Impressive is the fact that these seers were unknown to each other at the time that their visions occurred. In Nicaragua the Virgin came with lightning-like flashes similar to what has been described at both Fatima and Medjugorje. She materialized over a little morisco tree, reminding us of the way she appeared over a small holm oak at Fatima. She came both as a young woman and a child. Her hair fell to her shoulders, brown in color. She faced the east. Significant was that one major apparition took place at 3 p.m. — which Catholics honor as the hour of mercy. In one vision, played like a movie, the Virgin showed Martinez a large group of people dressed in white and bathed in a luminosity. “They sang,” said Martinez. “But I could not understand the words. It was a celestial festival. It was such happiness, such joy…”

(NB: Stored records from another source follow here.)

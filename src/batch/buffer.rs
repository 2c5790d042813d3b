use hashbrown::HashMap;

/// Reorders results that complete out of order so they can be reported in
/// input order.
pub struct Buffer<T> {
    pending: HashMap<usize, T>,
    next_idx: usize,
}

impl<T> Buffer<T> {
    #[inline]
    pub fn new(start: usize) -> Self {
        Self { pending: HashMap::new(), next_idx: start }
    }

    /// Stores `item` and returns every item that is now next in line.
    #[must_use]
    pub fn add(&mut self, index: usize, item: T) -> Vec<T> {
        self.pending.insert(index, item);

        let mut ready = Vec::new();
        while let Some(item) = self.pending.remove(&self.next_idx) {
            ready.push(item);
            self.next_idx += 1;
        }

        ready
    }

    /// Drains whatever is left, in index order, skipping gaps.
    #[must_use]
    pub fn flush(&mut self) -> Vec<T> {
        let mut rest: Vec<(usize, T)> = self.pending.drain().collect();
        rest.sort_unstable_by_key(|(idx, _)| *idx);

        if let Some((last, _)) = rest.last() {
            self.next_idx = last + 1;
        }

        rest.into_iter().map(|(_, item)| item).collect()
    }
}
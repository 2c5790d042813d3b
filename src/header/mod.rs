//! Container header parsing and serialization.
//!
//! All integers are little-endian. A chunked header is laid out as:
//!
//! ```text
//! +0   magic           4    LBV2 (video) or LBF2 (generic file)
//! +4   flags           1    bit 0: hint stored as UTF-16LE
//! +5   salt            16
//! +21  base nonce      12
//! +33  original length 8    signed
//! +41  chunk size      4    signed, > 0
//! +45  chunk count     4    signed, ceil(length / chunk size)
//! +49  name            2+2n generic-file variant only, UTF-16LE units
//!      hint            2+N  N = 2 * count (UTF-16) or count (legacy UTF-8)
//!      tag table       16 * chunk count
//!      ciphertext      original length
//! ```
//!
//! The legacy single-block layout (`LBX1`) is magic, flags, salt, a 12-byte
//! nonce, an 8-byte length, the ciphertext and one trailing 16-byte tag.
//!
//! Headers are dispatched on their magic through [`registry::FORMATS`].

use std::io::Read;

use crate::config::{MAGIC_SIZE, SALT_SIZE, TAG_SIZE};
use crate::container::ContainerError;
use crate::types::Variant;

mod chunked;
mod hint;
mod legacy;
pub mod registry;

pub use chunked::{ChunkedHeader, HeaderParams};
pub use hint::RawHint;
pub use legacy::LegacyHeader;

/// A parsed container header of any known layout.
#[derive(Debug, Clone)]
pub enum Header {
    Legacy(LegacyHeader),
    Chunked(ChunkedHeader),
}

impl Header {
    /// Reads the magic and dispatches to the matching parser.
    ///
    /// The hint bytes are read but not decoded.
    ///
    /// # Errors
    /// [`ContainerError::Malformed`] for an unknown magic, a truncated header,
    /// or fields that violate the layout's limits.
    pub fn read_from<R: Read>(reader: &mut R) -> Result<Self, ContainerError> {
        let mut magic = [0u8; MAGIC_SIZE];
        reader.read_exact(&mut magic).map_err(ContainerError::truncated("magic"))?;

        let entry = registry::lookup(&magic).ok_or_else(|| ContainerError::Malformed(format!("unknown magic {}", hex::encode(magic))))?;
        (entry.parse)(reader)
    }

    pub fn variant(&self) -> Variant {
        match self {
            Self::Legacy(_) => Variant::Legacy,
            Self::Chunked(header) => header.variant(),
        }
    }

    pub fn salt(&self) -> &[u8; SALT_SIZE] {
        match self {
            Self::Legacy(header) => header.salt(),
            Self::Chunked(header) => header.salt(),
        }
    }

    pub fn original_length(&self) -> u64 {
        match self {
            Self::Legacy(header) => header.original_length(),
            Self::Chunked(header) => header.original_length(),
        }
    }

    pub fn original_name(&self) -> Option<&str> {
        match self {
            Self::Legacy(_) => None,
            Self::Chunked(header) => header.original_name().filter(|name| !name.is_empty()),
        }
    }

    /// Hint exactly as stored. Empty for legacy containers.
    pub fn raw_hint(&self) -> Option<&RawHint> {
        match self {
            Self::Legacy(_) => None,
            Self::Chunked(header) => Some(header.hint()).filter(|hint| !hint.is_empty()),
        }
    }

    /// Decoded hint, if one was stored.
    pub fn hint(&self) -> Option<String> {
        self.raw_hint().map(RawHint::decode)
    }

    /// Serialized size of the header itself.
    pub fn encoded_len(&self) -> usize {
        match self {
            Self::Legacy(header) => header.to_bytes().len(),
            Self::Chunked(header) => header.as_bytes().len(),
        }
    }

    /// Bytes that must follow the header: tags plus ciphertext.
    pub fn body_len(&self) -> Option<u64> {
        match self {
            Self::Legacy(header) => header.original_length().checked_add(TAG_SIZE as u64),
            Self::Chunked(header) => header.tag_table_len().checked_add(header.original_length()),
        }
    }
}

#[cfg(test)]
mod tests {
    use std::io::Cursor;

    use super::*;
    use crate::config::NONCE_SIZE;

    #[test]
    fn test_dispatch_by_magic() {
        let header = ChunkedHeader::new(HeaderParams {
            variant: Variant::File,
            salt: [0u8; SALT_SIZE],
            base_nonce: [0u8; NONCE_SIZE],
            original_length: 5,
            chunk_size: 4,
            original_name: Some("a.txt"),
            hint: None,
        })
        .unwrap();

        let parsed = Header::read_from(&mut Cursor::new(header.as_bytes())).unwrap();
        assert_eq!(parsed.variant(), Variant::File);
        assert_eq!(parsed.original_name(), Some("a.txt"));
        assert_eq!(parsed.hint(), None);
        assert_eq!(parsed.body_len(), Some(2 * 16 + 5));
        assert_eq!(parsed.encoded_len(), header.as_bytes().len());
    }

    #[test]
    fn test_unknown_magic() {
        let result = Header::read_from(&mut Cursor::new(b"PK\x03\x04rest of a zip".to_vec()));
        assert!(matches!(result, Err(ContainerError::Malformed(reason)) if reason.contains("504b0304")));
    }

    #[test]
    fn test_empty_input() {
        let result = Header::read_from(&mut Cursor::new(Vec::new()));
        assert!(matches!(result, Err(ContainerError::Malformed(_))));
    }
}
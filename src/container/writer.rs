use std::io::{Read, Seek, SeekFrom, Write};

use tracing::debug;

use crate::cipher::{ChunkCipher, Derive, Protected};
use crate::config::{NONCE_SIZE, SALT_SIZE, TAG_SIZE};
use crate::container::{ContainerError, batch_width};
use crate::header::{ChunkedHeader, HeaderParams};
use crate::secret::Password;
use crate::types::{Progress, Variant};

/// Choices for a new container.
#[derive(Debug, Clone, Copy)]
pub struct EncryptOptions<'a> {
    pub chunk_size: u32,
    pub variant: Variant,
    /// Stored only by the generic-file variant.
    pub original_name: Option<&'a str>,
    pub hint: Option<&'a str>,
}

/// Streams plaintext into a chunked container.
pub struct ContainerWriter<'a> {
    password: &'a Password,
    options: EncryptOptions<'a>,
}

impl<'a> ContainerWriter<'a> {
    pub fn new(password: &'a Password, options: EncryptOptions<'a>) -> Self {
        Self { password, options }
    }

    /// Encrypts everything from the current position of `input` to its end.
    ///
    /// The header goes first, then a zeroed tag table that is backfilled once
    /// every chunk has been sealed. `output` is left positioned at its end.
    /// On error the output holds a partial container and must be discarded.
    pub fn encrypt<R, W>(&self, input: &mut R, output: &mut W, progress: Option<&dyn Progress>) -> Result<ChunkedHeader, ContainerError>
    where
        R: Read + Seek,
        W: Write + Seek,
    {
        let start = input.stream_position()?;
        let end = input.seek(SeekFrom::End(0))?;
        input.seek(SeekFrom::Start(start))?;

        let salt: [u8; SALT_SIZE] = Derive::generate_salt();
        let base_nonce: [u8; NONCE_SIZE] = Derive::generate_salt();

        let header = ChunkedHeader::new(HeaderParams {
            variant: self.options.variant,
            salt,
            base_nonce,
            original_length: end.saturating_sub(start),
            chunk_size: self.options.chunk_size,
            original_name: self.options.original_name,
            hint: self.options.hint,
        })?;

        let key = Derive::new(self.password)?.derive_key(&salt);
        let cipher = ChunkCipher::new(&key, base_nonce, header.as_bytes().to_vec());
        drop(key);

        debug!(variant = %header.variant(), length = header.original_length(), chunk_size = header.chunk_size(), chunks = header.chunk_count(), "writing container");

        output.write_all(header.as_bytes())?;
        let table_offset = output.stream_position()?;
        output.write_all(&vec![0u8; usize::try_from(header.tag_table_len()).unwrap_or(0)])?;

        let mut tags: Vec<[u8; TAG_SIZE]> = Vec::with_capacity(usize::try_from(header.chunk_count()).unwrap_or(0));
        let width = batch_width(header.chunk_size());
        let mut next = 0u32;

        while next < header.chunk_count() {
            let last = next.saturating_add(width).min(header.chunk_count());

            let mut chunks = Vec::with_capacity(usize::try_from(last - next).unwrap_or(0));
            for index in next..last {
                let mut chunk = Protected::new(vec![0u8; header.chunk_len(index)]);
                input.read_exact(&mut chunk)?;
                chunks.push(chunk);
            }

            tags.extend(cipher.seal_batch(next, &mut chunks)?);

            for chunk in &chunks {
                output.write_all(chunk)?;
                if let Some(progress) = progress {
                    progress.advance(chunk.len() as u64);
                }
            }

            next = last;
        }

        output.seek(SeekFrom::Start(table_offset))?;
        output.write_all(&tags.concat())?;
        output.seek(SeekFrom::End(0))?;

        Ok(header)
    }
}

“These are the very first communities when Christianity began,” the Virgin reportedly explained. “They are the first catechumens; many of them were martyrs.”

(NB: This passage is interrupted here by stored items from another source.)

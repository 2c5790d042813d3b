use std::io::Read;

use crate::config::{CHUNKED_FIXED_SIZE, FLAG_HINT_UTF16, MAGIC_FILE, MAGIC_SIZE, MAGIC_VIDEO, MAX_CHUNK_SIZE, MAX_FILENAME_LENGTH, NONCE_SIZE, SALT_SIZE, TAG_SIZE};
use crate::container::ContainerError;
use crate::header::hint::RawHint;
use crate::types::Variant;

/// Header of a chunked container (video or generic-file variant).
///
/// Keeps the exact serialized bytes alongside the parsed fields. Those bytes
/// are the additional authenticated data of every chunk.
#[derive(Debug, Clone)]
pub struct ChunkedHeader {
    variant: Variant,
    flags: u8,
    salt: [u8; SALT_SIZE],
    base_nonce: [u8; NONCE_SIZE],
    original_length: u64,
    chunk_size: u32,
    chunk_count: u32,
    original_name: Option<String>,
    hint: RawHint,
    encoded: Vec<u8>,
}

/// Fields chosen by the writer for a new chunked header.
#[derive(Debug, Clone, Copy)]
pub struct HeaderParams<'a> {
    pub variant: Variant,
    pub salt: [u8; SALT_SIZE],
    pub base_nonce: [u8; NONCE_SIZE],
    pub original_length: u64,
    pub chunk_size: u32,
    pub original_name: Option<&'a str>,
    pub hint: Option<&'a str>,
}

impl ChunkedHeader {
    /// Builds and serializes a header for a new container.
    ///
    /// The hint is always stored as UTF-16LE. The original name is kept only
    /// for the generic-file variant.
    ///
    /// # Errors
    /// [`ContainerError::InvalidParameter`] for the legacy variant, a chunk
    /// size outside `1..=64 MiB`, a length needing more than `i32::MAX`
    /// chunks, or a name longer than 255 UTF-16 units.
    pub fn new(params: HeaderParams<'_>) -> Result<Self, ContainerError> {
        let magic = magic_of(params.variant).ok_or_else(|| ContainerError::InvalidParameter("legacy containers cannot be written".into()))?;

        if params.chunk_size == 0 || params.chunk_size > MAX_CHUNK_SIZE {
            return Err(ContainerError::InvalidParameter(format!("chunk size {} outside 1..={MAX_CHUNK_SIZE}", params.chunk_size)));
        }

        if i64::try_from(params.original_length).is_err() {
            return Err(ContainerError::InvalidParameter(format!("input of {} bytes is too large", params.original_length)));
        }

        let chunk_count = chunk_count_for(params.original_length, params.chunk_size)
            .filter(|&count| i32::try_from(count).is_ok())
            .ok_or_else(|| ContainerError::InvalidParameter(format!("input of {} bytes needs too many chunks of {}", params.original_length, params.chunk_size)))?;

        let original_name = match params.variant {
            Variant::File => {
                let name = params.original_name.unwrap_or_default();
                let units = name.encode_utf16().count();
                if units > MAX_FILENAME_LENGTH {
                    return Err(ContainerError::InvalidParameter(format!("file name of {units} UTF-16 units exceeds {MAX_FILENAME_LENGTH}")));
                }
                Some(name.to_owned())
            }
            Variant::Video | Variant::Legacy => None,
        };

        let mut header = Self {
            variant: params.variant,
            flags: FLAG_HINT_UTF16,
            salt: params.salt,
            base_nonce: params.base_nonce,
            original_length: params.original_length,
            chunk_size: params.chunk_size,
            chunk_count,
            original_name,
            hint: RawHint::encode(params.hint.unwrap_or_default()),
            encoded: Vec::new(),
        };

        header.encoded = header.serialize(magic);
        Ok(header)
    }

    /// Parses the fields following an already-consumed magic.
    pub(crate) fn parse(variant: Variant, magic: [u8; MAGIC_SIZE], reader: &mut dyn Read) -> Result<Self, ContainerError> {
        let mut fixed = [0u8; CHUNKED_FIXED_SIZE - MAGIC_SIZE];
        reader.read_exact(&mut fixed).map_err(ContainerError::truncated("header"))?;

        let mut encoded = Vec::with_capacity(CHUNKED_FIXED_SIZE + 64);
        encoded.extend_from_slice(&magic);
        encoded.extend_from_slice(&fixed);

        let mut fields = Fields::new(&fixed);
        let flags = fields.array::<1>()[0];
        let salt = fields.array::<SALT_SIZE>();
        let base_nonce = fields.array::<NONCE_SIZE>();
        let original_length = i64::from_le_bytes(fields.array());
        let chunk_size = i32::from_le_bytes(fields.array());
        let chunk_count = i32::from_le_bytes(fields.array());

        let original_length = u64::try_from(original_length).map_err(|_| ContainerError::Malformed(format!("negative original length {original_length}")))?;

        let chunk_size = u32::try_from(chunk_size).ok().filter(|&size| size > 0).ok_or_else(|| ContainerError::Malformed(format!("chunk size {chunk_size} is not positive")))?;
        if chunk_size > MAX_CHUNK_SIZE {
            return Err(ContainerError::Malformed(format!("chunk size {chunk_size} exceeds {MAX_CHUNK_SIZE}")));
        }

        let chunk_count = u32::try_from(chunk_count).map_err(|_| ContainerError::Malformed(format!("negative chunk count {chunk_count}")))?;
        let expected = chunk_count_for(original_length, chunk_size);
        if expected != Some(chunk_count) {
            return Err(ContainerError::Malformed(format!("chunk count {chunk_count} does not match {original_length} bytes in chunks of {chunk_size}")));
        }

        let original_name = if variant.stores_name() { Some(read_name(reader, &mut encoded)?) } else { None };

        let hint = RawHint::read_from(reader, flags & FLAG_HINT_UTF16 != 0)?;
        hint.write_to(&mut encoded);

        Ok(Self { variant, flags, salt, base_nonce, original_length, chunk_size, chunk_count, original_name, hint, encoded })
    }

    fn serialize(&self, magic: [u8; MAGIC_SIZE]) -> Vec<u8> {
        let mut out = Vec::with_capacity(CHUNKED_FIXED_SIZE + 64);
        out.extend_from_slice(&magic);
        out.push(self.flags);
        out.extend_from_slice(&self.salt);
        out.extend_from_slice(&self.base_nonce);
        out.extend_from_slice(&self.original_length.to_le_bytes());
        out.extend_from_slice(&self.chunk_size.to_le_bytes());
        out.extend_from_slice(&self.chunk_count.to_le_bytes());

        if let Some(name) = &self.original_name {
            let units: Vec<u16> = name.encode_utf16().collect();
            out.extend_from_slice(&u16::try_from(units.len()).unwrap_or(u16::MAX).to_le_bytes());
            out.extend(units.iter().flat_map(|unit| unit.to_le_bytes()));
        }

        self.hint.write_to(&mut out);
        out
    }

    #[inline]
    pub fn variant(&self) -> Variant {
        self.variant
    }

    #[inline]
    pub fn flags(&self) -> u8 {
        self.flags
    }

    #[inline]
    pub fn salt(&self) -> &[u8; SALT_SIZE] {
        &self.salt
    }

    #[inline]
    pub fn base_nonce(&self) -> &[u8; NONCE_SIZE] {
        &self.base_nonce
    }

    #[inline]
    pub fn original_length(&self) -> u64 {
        self.original_length
    }

    #[inline]
    pub fn chunk_size(&self) -> u32 {
        self.chunk_size
    }

    #[inline]
    pub fn chunk_count(&self) -> u32 {
        self.chunk_count
    }

    #[inline]
    pub fn original_name(&self) -> Option<&str> {
        self.original_name.as_deref()
    }

    #[inline]
    pub fn hint(&self) -> &RawHint {
        &self.hint
    }

    /// Serialized header bytes, magic through hint.
    #[inline]
    pub fn as_bytes(&self) -> &[u8] {
        &self.encoded
    }

    /// Size of the tag table following the header.
    #[inline]
    pub fn tag_table_len(&self) -> u64 {
        u64::from(self.chunk_count) * TAG_SIZE as u64
    }

    /// Plaintext length of chunk `index`; the last chunk may be short.
    pub fn chunk_len(&self, index: u32) -> usize {
        let start = u64::from(index) * u64::from(self.chunk_size);
        let len = self.original_length.saturating_sub(start).min(u64::from(self.chunk_size));
        usize::try_from(len).unwrap_or(0)
    }
}

/// `ceil(length / chunk_size)` as a `u32`, or `None` if it does not fit.
pub(crate) fn chunk_count_for(length: u64, chunk_size: u32) -> Option<u32> {
    u32::try_from(length.div_ceil(u64::from(chunk_size))).ok()
}

fn magic_of(variant: Variant) -> Option<[u8; MAGIC_SIZE]> {
    match variant {
        Variant::Video => Some(MAGIC_VIDEO),
        Variant::File => Some(MAGIC_FILE),
        Variant::Legacy => None,
    }
}

fn read_name(reader: &mut dyn Read, encoded: &mut Vec<u8>) -> Result<String, ContainerError> {
    let mut count = [0u8; 2];
    reader.read_exact(&mut count).map_err(ContainerError::truncated("name length"))?;
    let units = usize::from(u16::from_le_bytes(count));

    if units > MAX_FILENAME_LENGTH {
        return Err(ContainerError::Malformed(format!("file name of {units} UTF-16 units exceeds {MAX_FILENAME_LENGTH}")));
    }

    let mut bytes = vec![0u8; units * 2];
    reader.read_exact(&mut bytes).map_err(ContainerError::truncated("file name"))?;

    encoded.extend_from_slice(&count);
    encoded.extend_from_slice(&bytes);

    let units: Vec<u16> = bytes.chunks_exact(2).map(|pair| u16::from_le_bytes([pair[0], pair[1]])).collect();
    Ok(String::from_utf16_lossy(&units))
}

/// Sequential cursor over a fixed-size field block.
pub(crate) struct Fields<'a> {
    bytes: &'a [u8],
}

impl<'a> Fields<'a> {
    pub(crate) fn new(bytes: &'a [u8]) -> Self {
        Self { bytes }
    }

    /// Takes the next `N` bytes. Callers size the block so it never runs out.
    pub(crate) fn array<const N: usize>(&mut self) -> [u8; N] {
        let mut out = [0u8; N];
        let take = N.min(self.bytes.len());
        out[..take].copy_from_slice(&self.bytes[..take]);
        self.bytes = &self.bytes[take..];
        out
    }
}

#[cfg(test)]
mod tests {
    use std::io::Cursor;

    use super::*;

    fn params(variant: Variant, original_length: u64) -> HeaderParams<'static> {
        HeaderParams {
            variant,
            salt: [1u8; SALT_SIZE],
            base_nonce: [2u8; NONCE_SIZE],
            original_length,
            chunk_size: 1024,
            original_name: Some("report.pdf"),
            hint: Some("first pet"),
        }
    }

    fn reparse(header: &ChunkedHeader) -> Result<ChunkedHeader, ContainerError> {
        let bytes = header.as_bytes();
        let mut magic = [0u8; MAGIC_SIZE];
        magic.copy_from_slice(&bytes[..MAGIC_SIZE]);
        ChunkedHeader::parse(header.variant(), magic, &mut Cursor::new(&bytes[MAGIC_SIZE..]))
    }

    #[test]
    fn test_file_variant_layout() {
        let header = ChunkedHeader::new(params(Variant::File, 2500)).unwrap();
        let bytes = header.as_bytes();

        assert_eq!(&bytes[..4], b"LBF2");
        assert_eq!(bytes[4], FLAG_HINT_UTF16);
        assert_eq!(&bytes[33..41], &2500i64.to_le_bytes());
        assert_eq!(&bytes[41..45], &1024i32.to_le_bytes());
        assert_eq!(&bytes[45..49], &3i32.to_le_bytes());
        assert_eq!(&bytes[49..51], &10u16.to_le_bytes());
        assert_eq!(bytes.len(), CHUNKED_FIXED_SIZE + 2 + 20 + 2 + 18);

        let parsed = reparse(&header).unwrap();
        assert_eq!(parsed.original_name(), Some("report.pdf"));
        assert_eq!(parsed.hint().decode(), "first pet");
        assert_eq!(parsed.chunk_count(), 3);
        assert_eq!(parsed.as_bytes(), header.as_bytes());
    }

    #[test]
    fn test_video_variant_drops_name() {
        let header = ChunkedHeader::new(params(Variant::Video, 0)).unwrap();
        assert_eq!(&header.as_bytes()[..4], b"LBV2");
        assert_eq!(header.original_name(), None);
        assert_eq!(header.chunk_count(), 0);
        assert_eq!(reparse(&header).unwrap().as_bytes(), header.as_bytes());
    }

    #[test]
    fn test_chunk_len() {
        let header = ChunkedHeader::new(params(Variant::Video, 2500)).unwrap();
        assert_eq!(header.chunk_len(0), 1024);
        assert_eq!(header.chunk_len(1), 1024);
        assert_eq!(header.chunk_len(2), 452);
        assert_eq!(header.tag_table_len(), 48);
    }

    #[test]
    fn test_rejects_invalid_parameters() {
        let mut bad = params(Variant::File, 10);
        bad.chunk_size = 0;
        assert!(matches!(ChunkedHeader::new(bad), Err(ContainerError::InvalidParameter(_))));

        assert!(matches!(ChunkedHeader::new(params(Variant::Legacy, 10)), Err(ContainerError::InvalidParameter(_))));

        let long_name = "n".repeat(256);
        let mut bad = params(Variant::File, 10);
        bad.original_name = Some(&long_name);
        assert!(matches!(ChunkedHeader::new(bad), Err(ContainerError::InvalidParameter(_))));
    }

    #[test]
    fn test_parse_rejects_chunk_count_mismatch() {
        let header = ChunkedHeader::new(params(Variant::Video, 2500)).unwrap();
        let mut bytes = header.as_bytes().to_vec();
        bytes[45..49].copy_from_slice(&4i32.to_le_bytes());

        let result = ChunkedHeader::parse(Variant::Video, MAGIC_VIDEO, &mut Cursor::new(&bytes[MAGIC_SIZE..]));
        assert!(matches!(result, Err(ContainerError::Malformed(_))));
    }

    #[test]
    fn test_parse_rejects_non_positive_chunk_size() {
        let header = ChunkedHeader::new(params(Variant::Video, 0)).unwrap();
        for size in [0i32, -1] {
            let mut bytes = header.as_bytes().to_vec();
            bytes[41..45].copy_from_slice(&size.to_le_bytes());
            let result = ChunkedHeader::parse(Variant::Video, MAGIC_VIDEO, &mut Cursor::new(&bytes[MAGIC_SIZE..]));
            assert!(matches!(result, Err(ContainerError::Malformed(_))));
        }
    }

    #[test]
    fn test_parse_rejects_truncated_header() {
        let header = ChunkedHeader::new(params(Variant::File, 10)).unwrap();
        let bytes = &header.as_bytes()[MAGIC_SIZE..30];
        let result = ChunkedHeader::parse(Variant::File, MAGIC_FILE, &mut Cursor::new(bytes));
        assert!(matches!(result, Err(ContainerError::Malformed(_))));
    }

    #[test]
    fn test_fields_cursor() {
        let mut fields = Fields::new(&[1, 2, 3, 4, 5]);
        assert_eq!(fields.array::<2>(), [1, 2]);
        assert_eq!(fields.array::<3>(), [3, 4, 5]);
    }
}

Martinez said he was also shown a group who had been given the first Rosary. One man carried a large book, would read from it, and then the others would meditate. “After this period of prayer in silence, they then prayed the Our Father and tenHail Marys,” explained Martinez, who said the Virgin told him that many people pray for things that are “unimportant” when they should“ask for faith in order to have the strength so that each can carry his own cross.”

She said certain requests were granted but not those designated by God as sufferings to be endured while in the world. “Pray for faith in order that you will have patience,” Mary told the sacristan — now Father Martinez. “Pray, pray, my son, for all the world. Grave dangers threaten the world. Pray the Rosary. Meditate on the mysteries. Listen to the Word of God spoken in them. Forgive each other. Make peace. Don’t ask for peace without making peace.”
Bernardo said there were also visits by an angel who prophesied events that came true — including the murder (September 9, 1980) of a cousin who had scoffed at the heavenly warning. “Everything that the angel told me was fulfilled exactly,” said Martinez. 
Bernardo himself faced persecution when he refused a request by three officials of the Sandinista regime to proclaim the Virgin in favor of their side in the violent political conflict that engulfed the small nation. Offered a free ranch with cattle, Bernardo refused, explaining that he could not deny the truth. Soon official journals and the Sandinista television launched an attack accusing him of being crazy and hysterical.
A woman tried to seduce him. Catholics who protected Bernardo discovered lurking photographers. One morning the Sandinista police raided his house and tried to abduct him. But devotees who slept in his house of Bernardo protected him, and soon he was whisked off to a seminary for safekeeping, where he was dedicated to gardening and reveled in his stories the seminarians.
Told by the Virgin to disseminate the messages, Martinez was granted permission to let others know of the happenings on June 24, 1980, which was the patron feast of Cuapa (and a year to the day before the beginning of apparitions in Medjugorje). Mary told Bernardo to invoke her by saying, “Holy Virgin, you are my mother, the mother to all of us, sinners.” And after having said this three times she was elevated as if the clouds were pushing her and disappeared.